Finally, we checked whether the frequency distributions as captured by the Zipf-Mandelbrot power law [17,18] yielded comparable parameters over all folds. Using the R package zipfR [19], we fitted large number of rare events (LNRE) models to the frequency distributions of (unigram) wordforms for each fold. Indeed, the parameter ranges were very narrow, with the exponent parameter α ranging from 0.6316296 to 0.6316336 and the second free parameter β ranging from 0.00043567 to 0.00043572.

Given these comparisons, we concluded that the sampling process produced 16 homogeneous folds. Methodologically, this means that many analyses performed using all 16 parts should produce very similar results when performed using only one fold.

4. Case Study: Vocabulary Growth

First, it must be noted that we do not understand vocabulary growth here in the sense of language acquisition research. Here, we investigate how vocabulary develops as the corpus grows [20]. Of course, as corpus size increases, we would expect the vocabulary to grow. However, vocabulary growth curves should differ according to the amount and type of cleaning we apply to the frequency lists, because an increasing number of wordforms are being excluded from the dataset. For this case study, we applied various cleaning stages:

no cleaning at all;
exclusion of punctuation, names, and start-end-symbols (all identified via their respective POS tags), URLs, and wordforms only consisting of numbers (both identified by regular expressions);
exclusion of wordforms containing numbers;
exclusion of wordforms that contain upper-case letters following lower-case letters (in this cleaning stage, we exclude wordforms with non-conventional capitalization (e.g., dEr) while, at the same time, keeping capitalized abbreviations (e.g., NATO). For this cleaning stage, we only use the raw version because there cannot be any difference to the lowered version);
exclusion of wordforms where the TreeTagger could not assign a lemma;
selection of wordforms that are themselves (or the associated lemma (note that this means that, for example, the inflected wordform Weihnachtsmannes is also included, although it is not on the BLL itself, but the associated lemma Weihnachtsmann is. Another example is the wordform u., which is shorthand for the lemma und)) on a basic lemma list (BLL) of New High German standard language to identify a set of conventionalized word forms [21]. For more information regarding this basic lemma list, please refer to Koplenig et al. [11].

Cleaning stages A through D are cumulative. For example, cleaning stage D incorporates stages B and C. Stages E and F, however, both rely on stage D, because they can be understood as being equivalent regarding their aim: identifying “true” lemmas and wordforms of German. We chose these cleaning stages because they represent very general selections/exclusions in potential research projects in corpus or computational linguistics.
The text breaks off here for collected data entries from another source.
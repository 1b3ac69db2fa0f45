//! Release archive download under a total budget and a per-attempt ceiling

use std::path::Path;
use std::time::Duration;

use futures::StreamExt;
use log::{debug, info};
use tempfile::NamedTempFile;
use tokio::io::AsyncWriteExt;
use tokio::time::timeout;

use super::error::DownloadError;

/// Download `url` to `staging_path`
///
/// `total_timeout` bounds the whole operation including redirects.
/// `max_attempt_latency` bounds each network step on its own: connecting,
/// waiting for response headers, and every single body read. The bytes are
/// written to a temporary file next to `staging_path` and renamed into place
/// only once complete, so a failed or cancelled download leaves nothing at
/// `staging_path`.
///
/// Returns the number of bytes written.
pub async fn fetch_archive(
    url: &str,
    staging_path: &Path,
    total_timeout: Duration,
    max_attempt_latency: Duration,
) -> Result<u64, DownloadError> {
    match timeout(
        total_timeout,
        fetch_with_attempt_ceiling(url, staging_path, max_attempt_latency),
    )
    .await
    {
        Ok(result) => result,
        Err(_) => Err(DownloadError::OverallTimeout {
            url: url.to_string(),
            budget: total_timeout,
        }),
    }
}

async fn fetch_with_attempt_ceiling(
    url: &str,
    staging_path: &Path,
    ceiling: Duration,
) -> Result<u64, DownloadError> {
    let too_slow = || DownloadError::AttemptTooSlow {
        url: url.to_string(),
        ceiling,
    };
    let transport = |e: reqwest::Error| {
        if e.is_timeout() {
            too_slow()
        } else {
            DownloadError::TransportFailure {
                url: url.to_string(),
                source: e,
            }
        }
    };
    let write_err = |e: std::io::Error| DownloadError::Io {
        path: staging_path.to_path_buf(),
        source: e,
    };

    let client = reqwest::Client::builder()
        .connect_timeout(ceiling)
        .user_agent(concat!("edgefeed/", env!("CARGO_PKG_VERSION")))
        .build()
        .map_err(transport)?;

    info!("Downloading xray archive from {url}");
    let response = match timeout(ceiling, client.get(url).send()).await {
        Ok(sent) => sent.map_err(transport)?,
        Err(_) => return Err(too_slow()),
    };

    if !response.status().is_success() {
        return Err(DownloadError::BadStatus {
            url: url.to_string(),
            status: response.status().as_u16(),
        });
    }

    let staging_dir = staging_path
        .parent()
        .filter(|p| !p.as_os_str().is_empty())
        .unwrap_or(Path::new("."));
    tokio::fs::create_dir_all(staging_dir).await.map_err(write_err)?;

    // Removed on drop unless persisted, including when the outer timeout cancels us.
    let staged = NamedTempFile::new_in(staging_dir).map_err(write_err)?;
    let mut file = tokio::fs::File::from_std(staged.as_file().try_clone().map_err(write_err)?);

    let mut stream = response.bytes_stream();
    let mut downloaded: u64 = 0;
    loop {
        let chunk = match timeout(ceiling, stream.next()).await {
            Ok(Some(Ok(chunk))) => chunk,
            Ok(Some(Err(e))) => return Err(transport(e)),
            Ok(None) => break,
            Err(_) => return Err(too_slow()),
        };
        file.write_all(&chunk).await.map_err(write_err)?;
        downloaded += chunk.len() as u64;
    }

    file.flush().await.map_err(write_err)?;
    file.sync_all().await.map_err(write_err)?;
    drop(file);

    staged.persist(staging_path).map_err(|e| write_err(e.error))?;
    debug!("Wrote {} bytes to {}", downloaded, staging_path.display());
    Ok(downloaded)
}
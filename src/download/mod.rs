//! Xray release download and installation
//!
//! This module locates the platform-specific Xray release archive, downloads
//! it under a dual timeout and installs the executable into a cache directory.
//!
//! ## Module Organization
//!
//! - `platform` - platform descriptor and host detection
//! - `locate` - release URL and cache path resolution
//! - `github` - GitHub API interaction for release discovery
//! - `fetch` - bounded archive download
//! - `extract` - executable extraction and installation
//! - `core` - acquisition orchestration and state reporting

mod core;
mod error;
mod extract;
mod fetch;
mod github;
mod locate;
mod platform;

pub use self::core::{AcquisitionOutcome, AcquisitionState, Acquirer};
pub use error::{AcquisitionError, DownloadError, ExtractionError, UnsupportedPlatformError};
pub use extract::install_binary;
pub use fetch::fetch_archive;
pub use github::{GitHubAsset, GitHubRelease, ReleaseLookupError, get_latest_release};
pub use locate::{ArtifactLocator, ArtifactRequest, CachedBinary, Located};
pub use platform::PlatformDescriptor;
use std::net::{Ipv4Addr, TcpListener};

use anyhow::{Context, Result};

/// Ask the OS for a currently unused local TCP port
///
/// The port is released before returning, so another process may still take it.
pub fn allocate_free_port() -> Result<u16> {
    let listener = TcpListener::bind((Ipv4Addr::LOCALHOST, 0))
        .context("Failed to bind an ephemeral local port")?;
    let port = listener
        .local_addr()
        .context("Failed to read the bound local address")?
        .port();
    Ok(port)
}
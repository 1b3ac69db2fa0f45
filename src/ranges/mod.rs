//! CIDR ingestion and address enumeration
//!
//! ## Module Organization
//!
//! - `extract` - pattern scan of free text for IPv4 CIDR strings
//! - `source` - lookup service / URL / file sources and their classification
//! - `enumerate` - address counting and listing for both families
//! - `error` - ingestion and parse errors

mod enumerate;
mod error;
mod extract;
mod source;

pub use enumerate::{
    AddressFamily, NetworkRange, count_addresses, to_address_list, to_address_list_bounded,
};
pub use error::{RangeIngestionError, RangeParseError};
pub use extract::extract_cidrs;
pub use source::{RangeSource, RangeSourceDescriptor};
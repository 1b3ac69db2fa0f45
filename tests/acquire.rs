//! Integration tests for the xray acquisition flow against a local release server

mod common;

use std::path::Path;
use std::time::Duration;

use common::{Route, StubServer, zip_bytes};
use edgefeed::config::ReleaseConfig;
use edgefeed::download::{
    AcquisitionError, AcquisitionOutcome, AcquisitionState, Acquirer, ArtifactRequest,
    DownloadError, ExtractionError, PlatformDescriptor, fetch_archive,
};
use tokio::sync::mpsc;

const LINUX_ARCHIVE: &str = "/XTLS/Xray-core/releases/download/v1.8.4/Xray-linux-64.zip";
const WINDOWS_ARCHIVE: &str = "/XTLS/Xray-core/releases/download/v1.8.4/Xray-windows-64.zip";

fn release_config(server: &StubServer) -> ReleaseConfig {
    ReleaseConfig {
        release_base_url: server.base_url().to_string(),
        api_base_url: server.base_url().to_string(),
        ..ReleaseConfig::default()
    }
}

fn request(cache_dir: &Path, platform: PlatformDescriptor) -> ArtifactRequest {
    ArtifactRequest {
        platform,
        version: None,
        cache_dir: cache_dir.to_path_buf(),
        total_timeout: Duration::from_secs(10),
        max_attempt_latency: Duration::from_secs(5),
    }
}

fn linux() -> PlatformDescriptor {
    PlatformDescriptor::new("linux", "64", "")
}

fn drain(rx: &mut mpsc::Receiver<AcquisitionState>) -> Vec<AcquisitionState> {
    let mut states = Vec::new();
    while let Ok(state) = rx.try_recv() {
        states.push(state);
    }
    states
}

fn leftover_files(dir: &Path) -> Vec<String> {
    match std::fs::read_dir(dir) {
        Ok(entries) => entries
            .filter_map(Result::ok)
            .map(|e| e.file_name().to_string_lossy().into_owned())
            .collect(),
        Err(_) => Vec::new(),
    }
}

#[tokio::test]
async fn second_acquisition_is_served_from_cache() {
    let archive = zip_bytes(&[("README.md", b"docs"), ("xray", b"\x7fELF xray")]);
    let server = StubServer::start(vec![(LINUX_ARCHIVE, Route::ok(archive))]).await;
    let cache = tempfile::tempdir().unwrap();
    let (tx, mut rx) = mpsc::channel(32);
    let acquirer = Acquirer::new(&release_config(&server)).with_progress(tx);
    let req = request(cache.path(), linux());

    let first = acquirer.acquire(&req).await.unwrap();
    assert_eq!(first, cache.path().join("xray-linux-64"));
    assert_eq!(std::fs::read(&first).unwrap(), b"\x7fELF xray");
    assert_eq!(server.hits(), 1);
    assert_eq!(
        drain(&mut rx),
        vec![
            AcquisitionState::NotChecked,
            AcquisitionState::NeedsDownload,
            AcquisitionState::Downloading,
            AcquisitionState::Downloaded,
            AcquisitionState::Extracting,
            AcquisitionState::Installed,
        ]
    );

    let second = acquirer.acquire(&req).await.unwrap();
    assert_eq!(second, first);
    assert_eq!(server.hits(), 1);
    assert_eq!(
        drain(&mut rx),
        vec![AcquisitionState::NotChecked, AcquisitionState::CacheHit]
    );

    #[cfg(unix)]
    {
        use std::os::unix::fs::PermissionsExt;
        let mode = std::fs::metadata(&first).unwrap().permissions().mode();
        assert_eq!(mode & 0o110, 0o110);
        assert_eq!(mode & 0o002, 0);
    }

    // staged archive is cleaned up once installed
    assert!(leftover_files(&cache.path().join(".staging")).is_empty());
}

#[tokio::test]
async fn windows_binary_gets_exe_suffix() {
    let archive = zip_bytes(&[("xray.exe", b"MZ")]);
    let server = StubServer::start(vec![(WINDOWS_ARCHIVE, Route::ok(archive))]).await;
    let cache = tempfile::tempdir().unwrap();
    let acquirer = Acquirer::new(&release_config(&server));

    let path = acquirer
        .acquire(&request(cache.path(), PlatformDescriptor::new("windows", "64", "")))
        .await
        .unwrap();
    assert_eq!(path, cache.path().join("xray-windows-64.exe"));
}

#[tokio::test]
async fn unsupported_platform_makes_no_request() {
    let server = StubServer::start(vec![]).await;
    let cache = tempfile::tempdir().unwrap();
    let acquirer = Acquirer::new(&release_config(&server));
    let req = request(cache.path(), PlatformDescriptor::new("haiku", "64", ""));

    let err = acquirer.acquire(&req).await.unwrap_err();
    assert!(matches!(err, AcquisitionError::UnsupportedPlatform(_)));

    // still fatal in best-effort mode
    assert!(acquirer.acquire_best_effort(&req).await.is_err());
    assert_eq!(server.hits(), 0);
}

#[tokio::test]
async fn missing_release_is_skipped_in_best_effort_mode() {
    let server = StubServer::start(vec![]).await;
    let cache = tempfile::tempdir().unwrap();
    let acquirer = Acquirer::new(&release_config(&server));

    let outcome = acquirer
        .acquire_best_effort(&request(cache.path(), linux()))
        .await
        .unwrap();
    match outcome {
        AcquisitionOutcome::Skipped(AcquisitionError::Download(DownloadError::BadStatus {
            status,
            ..
        })) => assert_eq!(status, 404),
        other => panic!("expected a skipped acquisition, got {other:?}"),
    }
    assert!(!cache.path().join("xray-linux-64").exists());
}

#[tokio::test]
async fn slow_attempt_is_distinguished_from_overall_timeout() {
    let archive = zip_bytes(&[("xray", b"bin")]);
    let server = StubServer::start(vec![(
        LINUX_ARCHIVE,
        Route::ok(archive).delayed(Duration::from_millis(1500)),
    )])
    .await;
    let cache = tempfile::tempdir().unwrap();
    let acquirer = Acquirer::new(&release_config(&server));

    let mut req = request(cache.path(), linux());
    req.max_attempt_latency = Duration::from_millis(200);
    req.total_timeout = Duration::from_secs(10);
    let err = acquirer.acquire(&req).await.unwrap_err();
    match err {
        AcquisitionError::Download(e @ DownloadError::AttemptTooSlow { .. }) => {
            assert!(e.is_retryable())
        }
        other => panic!("expected AttemptTooSlow, got {other:?}"),
    }

    let mut req = request(cache.path(), linux());
    req.max_attempt_latency = Duration::from_secs(10);
    req.total_timeout = Duration::from_millis(300);
    let err = acquirer.acquire(&req).await.unwrap_err();
    match err {
        AcquisitionError::Download(e @ DownloadError::OverallTimeout { .. }) => {
            assert!(!e.is_retryable())
        }
        other => panic!("expected OverallTimeout, got {other:?}"),
    }

    assert!(!cache.path().join("xray-linux-64").exists());
}

#[tokio::test]
async fn stalled_body_leaves_no_partial_file() {
    let archive = zip_bytes(&[("xray", b"bin")]);
    let server = StubServer::start(vec![(
        LINUX_ARCHIVE,
        Route::ok(archive).stalled_body(Duration::from_millis(1500)),
    )])
    .await;
    let staging_dir = tempfile::tempdir().unwrap();
    let staging_path = staging_dir.path().join("linux-64.zip");

    let err = fetch_archive(
        &server.url(LINUX_ARCHIVE),
        &staging_path,
        Duration::from_secs(10),
        Duration::from_millis(200),
    )
    .await
    .unwrap_err();

    assert!(matches!(err, DownloadError::AttemptTooSlow { .. }));
    assert!(leftover_files(staging_dir.path()).is_empty());
}

#[tokio::test]
async fn fetch_writes_the_staging_file() {
    let archive = zip_bytes(&[("xray", b"bin")]);
    let len = archive.len() as u64;
    let server = StubServer::start(vec![(LINUX_ARCHIVE, Route::ok(archive.clone()))]).await;
    let staging_dir = tempfile::tempdir().unwrap();
    let staging_path = staging_dir.path().join("nested").join("linux-64.zip");

    let written = fetch_archive(
        &server.url(LINUX_ARCHIVE),
        &staging_path,
        Duration::from_secs(10),
        Duration::from_secs(5),
    )
    .await
    .unwrap();

    assert_eq!(written, len);
    assert_eq!(std::fs::read(&staging_path).unwrap(), archive);
}

#[tokio::test]
async fn archive_without_binary_is_an_extraction_error() {
    let archive = zip_bytes(&[("LICENSE", b"MPL-2.0")]);
    let server = StubServer::start(vec![(LINUX_ARCHIVE, Route::ok(archive))]).await;
    let cache = tempfile::tempdir().unwrap();
    let acquirer = Acquirer::new(&release_config(&server));
    let (tx, mut rx) = mpsc::channel(32);
    let acquirer = acquirer.with_progress(tx);

    let err = acquirer.acquire(&request(cache.path(), linux())).await.unwrap_err();
    assert!(matches!(
        err,
        AcquisitionError::Extraction(ExtractionError::MissingEntry { .. })
    ));
    assert!(matches!(
        drain(&mut rx).last(),
        Some(AcquisitionState::Failed(_))
    ));
    assert!(leftover_files(&cache.path().join(".staging")).is_empty());
    assert!(leftover_files(cache.path()).iter().all(|f| f == ".staging"));
}

#[tokio::test(flavor = "multi_thread", worker_threads = 4)]
async fn concurrent_acquisitions_share_one_cache() {
    let archive = zip_bytes(&[("xray", b"\x7fELF concurrent")]);
    let server = StubServer::start(vec![(LINUX_ARCHIVE, Route::ok(archive))]).await;
    let cfg = release_config(&server);
    let cache = tempfile::tempdir().unwrap();

    let tasks: Vec<_> = (0..12)
        .map(|_| {
            let cfg = cfg.clone();
            let request = request(cache.path(), linux());
            tokio::spawn(async move { Acquirer::new(&cfg).acquire(&request).await })
        })
        .collect();

    let expected = cache.path().join("xray-linux-64");
    for task in tasks {
        let path = task.await.unwrap().unwrap();
        assert_eq!(path, expected);
    }
    assert_eq!(std::fs::read(&expected).unwrap(), b"\x7fELF concurrent");
    assert!(leftover_files(&cache.path().join(".staging")).is_empty());
}

#[tokio::test]
async fn pinned_version_changes_the_url() {
    let archive = zip_bytes(&[("xray", b"old")]);
    let server = StubServer::start(vec![(
        "/XTLS/Xray-core/releases/download/v1.7.5/Xray-linux-64.zip",
        Route::ok(archive),
    )])
    .await;
    let cache = tempfile::tempdir().unwrap();
    let acquirer = Acquirer::new(&release_config(&server));

    let path = acquirer
        .acquire(&request(cache.path(), linux()).with_version("1.7.5"))
        .await
        .unwrap();
    assert_eq!(std::fs::read(path).unwrap(), b"old");
}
One could also think of these cleaning stages as becoming more rigorous towards the core vocabulary of the language in each step. Of course, the datasets provided can also be used to test other selections adapted to specific research questions (e.g., only selecting certain POS or applying frequency thresholds).

4.1. Number of Wordform Types

We will first examine how the number of wordform types develops when including an increasing number of the 16 corpus folds. Figure 1 shows that the first four cleaning stages (panels A through D) exhibit roughly the same overall pattern for raw and lowered versions: the vocabulary growth curves do not show clear signs of approaching a ceiling value. This finding replicates several studies for English language corpora that were summarized by [22], who also “failed to find any flattening of the predicted linear curve, indicating that the pool of possible word types was still far from exhausted”. There is, in other words, “no indication of a stop to the growth”, which is an instantiation of Herdan’s [23] or Heaps’ [24] law.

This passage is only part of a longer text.